//! Env command - print secrets as shell export lines.
//!
//! Output is meant for `eval "$(lockbox env)"`, so nothing but export lines
//! is written to stdout.

use std::io::Write;
use std::path::Path;

use tracing::debug;

use crate::cli::output;
use crate::core::remote::Client;
use crate::core::validation::is_shell_identifier;
use crate::core::vault::Vault;
use crate::error::Result;

/// Print export lines from the local store, or from a remote server.
pub fn execute(db: Option<&Path>, remote: Option<&str>) -> Result<()> {
    match remote {
        Some(remote) => remote_export(remote),
        None => local_export(db),
    }
}

fn local_export(db: Option<&Path>) -> Result<()> {
    let vault = Vault::open(db)?;

    let keys = vault.list()?;
    for key in &keys {
        if !is_shell_identifier(key) {
            output::warn(&format!(
                "'{}' is not a valid shell variable name; eval will reject its line",
                key
            ));
        }
    }

    let mut stdout = std::io::stdout().lock();
    for line in vault.export_keys(keys) {
        stdout.write_all(&line?)?;
    }
    stdout.flush()?;
    Ok(())
}

fn remote_export(remote: &str) -> Result<()> {
    let client = Client::connect(remote)?;
    debug!(remote = %client.endpoint(), "fetching export");
    let body = client.export()?;

    let mut stdout = std::io::stdout().lock();
    stdout.write_all(&body)?;
    stdout.flush()?;
    Ok(())
}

__________

Everything from the first line of the records through the line containing "use crate::error::Result;" is to be set down exactly, while later lines are left out.

Reply to the exercise:
//! Env command - print secrets as shell export lines.
//!
//! Output is meant for `eval "$(lockbox env)"`, so nothing but export lines
//! is written to stdout.

use std::io::Write;
use std::path::Path;

use tracing::debug;

use crate::cli::output;
use crate::core::remote::Client;
use crate::core::validation::is_shell_identifier;
use crate::core::vault::Vault;
use crate::error::Result;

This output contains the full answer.